Given the slowdown in China, the new recession in Europe, and the rocky bottom in the US economy, it certainly seems that way.
Oil's Relentless March Higher
Oil prices emerged from their spider hole over two and half years ago. Having fallen from the towering heights of $148 a barrel in the summer of 2008, the early months of 2009 saw a return to prices in the $30s. Interestingly, during that great oil crash, the price of West Texas Intermediate Crude Oil (WTIC) spent only 20 trading sessions below $40. That is the exact price that most analysts only three years prior believed oil could never sustain as the world would pump “like crazy” should prices ever reach such “impossibly high levels.”

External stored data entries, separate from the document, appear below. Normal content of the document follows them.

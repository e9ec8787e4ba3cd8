//! Drawing command: generate drawing coordinates from a design file.

use crate::cli::common::{to_json, write_output, CliResult, DesignInput};
use crate::services::{generate_bom, generate_drawing};
use clap::Args;
use std::path::PathBuf;

/// Generate drawing coordinates as JSON
#[derive(Debug, Clone, Args)]
pub struct DrawingArgs {
    /// Design input
    #[command(flatten)]
    pub input: DesignInput,

    /// Write to FILE instead of stdout
    #[arg(short, long, value_name = "FILE")]
    pub output: Option<PathBuf>,
}

impl DrawingArgs {
    /// Execute the drawing command
    pub fn execute(&self) -> CliResult<()> {
        let (parsed, rules) = self.input.load()?;
        let bom = generate_bom(&parsed.design, &rules);
        let drawing = generate_drawing(&parsed.design, &bom, &rules);

        write_output(self.output.as_deref(), &to_json(&drawing)?)?;
        if let Some(path) = &self.output {
            eprintln!("✓ Drawing written to {}", path.display());
        }
        Ok(())
    }
}
//! Cut-sheet layout of every sheet part in the BOM.

use std::collections::BTreeMap;

use crate::models::{BomResult, DimensionLine, ManufacturingLayout, PanelDetail, PartCategory, Rect};

/// Panels per grid row.
pub const GRID_COLUMNS: usize = 3;

/// Free space between grid cells.
const CELL_SPACING_MM: f64 = 200.0;

/// Dimension offset from each panel.
const DIM_OFFSET_MM: f64 = 50.0;

/// Lays out every `panel` and `board` line in a fixed 3-column grid.
///
/// Cells are uniform (largest panel plus spacing); rows advance along +y.
/// Fronts also carry their four edge-banding sides.
pub fn build_manufacturing_layout(bom: &BomResult) -> ManufacturingLayout {
    let sheet_parts: Vec<_> = bom
        .items
        .iter()
        .filter(|item| item.part_category.is_sheet_part())
        .collect();

    let max_width = sheet_parts.iter().map(|i| i.width_mm).fold(0.0, f64::max);
    let max_height = sheet_parts.iter().map(|i| i.height_mm).fold(0.0, f64::max);
    let cell_width = max_width + CELL_SPACING_MM;
    let cell_height = max_height + CELL_SPACING_MM;

    let panels = sheet_parts
        .iter()
        .enumerate()
        .map(|(index, item)| {
            let column = index % GRID_COLUMNS;
            let row = index / GRID_COLUMNS;
            let rect = Rect::new(
                column as f64 * cell_width,
                row as f64 * cell_height,
                item.width_mm,
                item.height_mm,
            );

            let edge_banding = if item.part_category == PartCategory::Panel {
                rect.edges().to_vec()
            } else {
                Vec::new()
            };

            PanelDetail {
                bom_id: item.id.clone(),
                name: item.name.clone(),
                material: item.material.clone(),
                thickness: item.depth_mm,
                quantity: item.quantity,
                column,
                row,
                rect,
                dimensions: vec![
                    DimensionLine::horizontal(rect.x, rect.right(), rect.y - DIM_OFFSET_MM, None),
                    DimensionLine::vertical(rect.y, rect.top(), rect.x - DIM_OFFSET_MM, None),
                ],
                edge_banding,
            }
        })
        .collect();

    let mut bom_references: BTreeMap<String, Vec<String>> = BTreeMap::new();
    for item in &bom.items {
        if let Some(cab) = &item.cabinet_ref {
            bom_references
                .entry(cab.clone())
                .or_default()
                .push(item.id.clone());
        }
    }

    ManufacturingLayout {
        panels,
        bom_references,
    }
}
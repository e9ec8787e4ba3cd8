//! Resolution of per-tier dimensions from a design and the rules.
//!
//! Both generators size cabinets through [`ResolvedDimensions`] so the BOM and
//! the drawings agree on every measurement.

use crate::constants::UPPER_TIER_GAP_MM;
use crate::models::{DesignCategory, StructuredDesignData};
use crate::rules::Rules;

/// Dimensions after applying rule defaults to missing design fields.
///
/// All values are millimetres and never negative.
#[derive(Debug, Clone, Copy, PartialEq)]
pub struct ResolvedDimensions {
    /// Leg (toe-kick) height
    pub leg_height: f64,
    /// Lower carcass height (tier height minus legs)
    pub lower_body_height: f64,
    /// Lower cabinet depth
    pub lower_depth: f64,
    /// Upper carcass height
    pub upper_height: f64,
    /// Upper cabinet depth
    pub upper_depth: f64,
    /// Crown molding height (0 = none)
    pub molding_height: f64,
    /// Carcass board thickness
    pub body_thickness: f64,
    /// Door and drawer front thickness
    pub door_thickness: f64,
    /// Back panel thickness
    pub back_thickness: f64,
    /// Countertop thickness
    pub countertop_thickness: f64,
    /// Door gap
    pub door_gap: f64,
}

impl ResolvedDimensions {
    /// Resolves the design's dimensions against `rules`.
    #[must_use]
    pub fn resolve(design: &StructuredDesignData, rules: &Rules) -> Self {
        let specs = &design.cabinet_specs;
        let is_wardrobe = design.category == DesignCategory::Wardrobe;

        let leg_height = non_negative(specs.leg_height_mm.unwrap_or(rules.cabinet.leg_height));

        let lower_height = specs.lower_height_mm.unwrap_or(if is_wardrobe {
            rules.wardrobe.default_height
        } else {
            rules.cabinet.lower_height
        });

        let lower_depth = non_negative(design.layout.depth_mm.unwrap_or(if is_wardrobe {
            rules.wardrobe.default_depth
        } else {
            rules.cabinet.lower_depth
        }));

        let upper_depth = non_negative(
            specs
                .upper_depth_mm
                .unwrap_or_else(|| (lower_depth * rules.upper_cabinet.depth_ratio).round()),
        );

        Self {
            leg_height,
            lower_body_height: non_negative(lower_height - leg_height),
            lower_depth,
            upper_height: non_negative(
                specs
                    .upper_height_mm
                    .unwrap_or(rules.cabinet.upper_height),
            ),
            upper_depth,
            molding_height: clamp_molding(
                specs
                    .molding_height_mm
                    .unwrap_or(rules.cabinet.molding_height),
                rules,
            ),
            body_thickness: non_negative(rules.materials.body.thickness),
            door_thickness: non_negative(rules.materials.door.thickness),
            back_thickness: non_negative(rules.materials.back_panel.thickness),
            countertop_thickness: non_negative(rules.materials.countertop_thickness),
            door_gap: non_negative(rules.construction.door_gap),
        }
    }

    /// Height of the lower tier from the floor to the countertop.
    #[must_use]
    pub fn lower_tier_height(&self) -> f64 {
        self.leg_height + self.lower_body_height
    }

    /// Bottom edge of the upper tier in the front view.
    #[must_use]
    pub fn upper_base_y(&self) -> f64 {
        self.lower_tier_height() + UPPER_TIER_GAP_MM
    }

    /// Carcass inner width for a cabinet of `width`.
    #[must_use]
    pub fn inner_width(&self, width: f64) -> f64 {
        non_negative(width - 2.0 * self.body_thickness)
    }
}

/// Clamps to zero.
pub(crate) fn non_negative(value: f64) -> f64 {
    if value.is_finite() {
        value.max(0.0)
    } else {
        0.0
    }
}

/// Zero stays zero (no molding); anything else is bounded by the rules.
fn clamp_molding(height: f64, rules: &Rules) -> f64 {
    if height <= 0.0 || !height.is_finite() {
        return 0.0;
    }
    let min = rules.molding.min_height.max(0.0);
    let max = rules.molding.max_height.max(min);
    height.clamp(min, max)
}

#[cfg(test)]
mod tests {
    use super::*;
    use crate::models::CabinetSpecs;

    #[test]
    fn test_defaults_give_720_body() {
        let design = StructuredDesignData::default();
        let dims = ResolvedDimensions::resolve(&design, &Rules::default());
        assert!((dims.lower_body_height - 720.0).abs() < f64::EPSILON);
        assert!((dims.lower_tier_height() - 870.0).abs() < f64::EPSILON);
        assert!((dims.upper_base_y() - 1470.0).abs() < f64::EPSILON);
        assert!((dims.upper_depth - 319.0).abs() < f64::EPSILON);
    }

    #[test]
    fn test_design_values_override_defaults() {
        let mut design = StructuredDesignData::default();
        design.cabinet_specs = CabinetSpecs {
            lower_height_mm: Some(900.0),
            upper_height_mm: Some(800.0),
            upper_depth_mm: Some(350.0),
            leg_height_mm: Some(100.0),
            molding_height_mm: None,
        };
        design.layout.depth_mm = Some(600.0);

        let dims = ResolvedDimensions::resolve(&design, &Rules::default());
        assert!((dims.lower_body_height - 800.0).abs() < f64::EPSILON);
        assert!((dims.upper_height - 800.0).abs() < f64::EPSILON);
        assert!((dims.upper_depth - 350.0).abs() < f64::EPSILON);
        assert!((dims.lower_depth - 600.0).abs() < f64::EPSILON);
    }

    #[test]
    fn test_wardrobe_defaults() {
        let design = StructuredDesignData::new(DesignCategory::Wardrobe);
        let rules = Rules::default();
        let dims = ResolvedDimensions::resolve(&design, &rules);
        assert!(
            (dims.lower_tier_height() - rules.wardrobe.default_height).abs() < f64::EPSILON
        );
        assert!((dims.lower_depth - rules.wardrobe.default_depth).abs() < f64::EPSILON);
    }

    #[test]
    fn test_molding_is_clamped() {
        let rules = Rules::default();
        let mut design = StructuredDesignData::default();

        design.cabinet_specs.molding_height_mm = Some(10.0);
        let dims = ResolvedDimensions::resolve(&design, &rules);
        assert!((dims.molding_height - rules.molding.min_height).abs() < f64::EPSILON);

        design.cabinet_specs.molding_height_mm = Some(500.0);
        let dims = ResolvedDimensions::resolve(&design, &rules);
        assert!((dims.molding_height - rules.molding.max_height).abs() < f64::EPSILON);

        design.cabinet_specs.molding_height_mm = Some(0.0);
        let dims = ResolvedDimensions::resolve(&design, &rules);
        assert!(dims.molding_height.abs() < f64::EPSILON);
    }

    #[test]
    fn test_legs_taller_than_tier_never_go_negative() {
        let mut design = StructuredDesignData::default();
        design.cabinet_specs.lower_height_mm = Some(100.0);
        design.cabinet_specs.leg_height_mm = Some(150.0);
        let dims = ResolvedDimensions::resolve(&design, &Rules::default());
        assert!(dims.lower_body_height.abs() < f64::EPSILON);
        assert!(dims.inner_width(20.0).abs() < f64::EPSILON);
    }
}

Given the enormous debt troubles the West is currently facing and the fact that oil has averaged over $100 during several months this year, it does seem reasonable to suggest that, once again, the economy has been pushed off a ledge by oil. Let’s take a look at oil prices over the past several years.
Although they won’t admit to it, many economists and older energy analysts have been simply blown away by the persistence of oil prices, especially in the weak economic environment post the 2008 crisis and financial market crash. How did oil prices manage to recover to $80 (let alone to $40 or $60), and make their way back all the way to $100? (And this is just a chart of WTIC oil. Brent oil has been even stronger the past year). Why, for example, has a 12% reduction in US demand and weak economies elsewhere in the OECD not translated to much cheaper oil prices? Why did oil not simply flatten out in price, post 2008? After all, many claimed oil was nothing but another in a series of 'Made in America' financial bubbles. With “no shortage of global supply” (as many said), and with a market “awash in oil” (as others said), why didn't oil prices simply go to sleep at, say, $50 per barrel?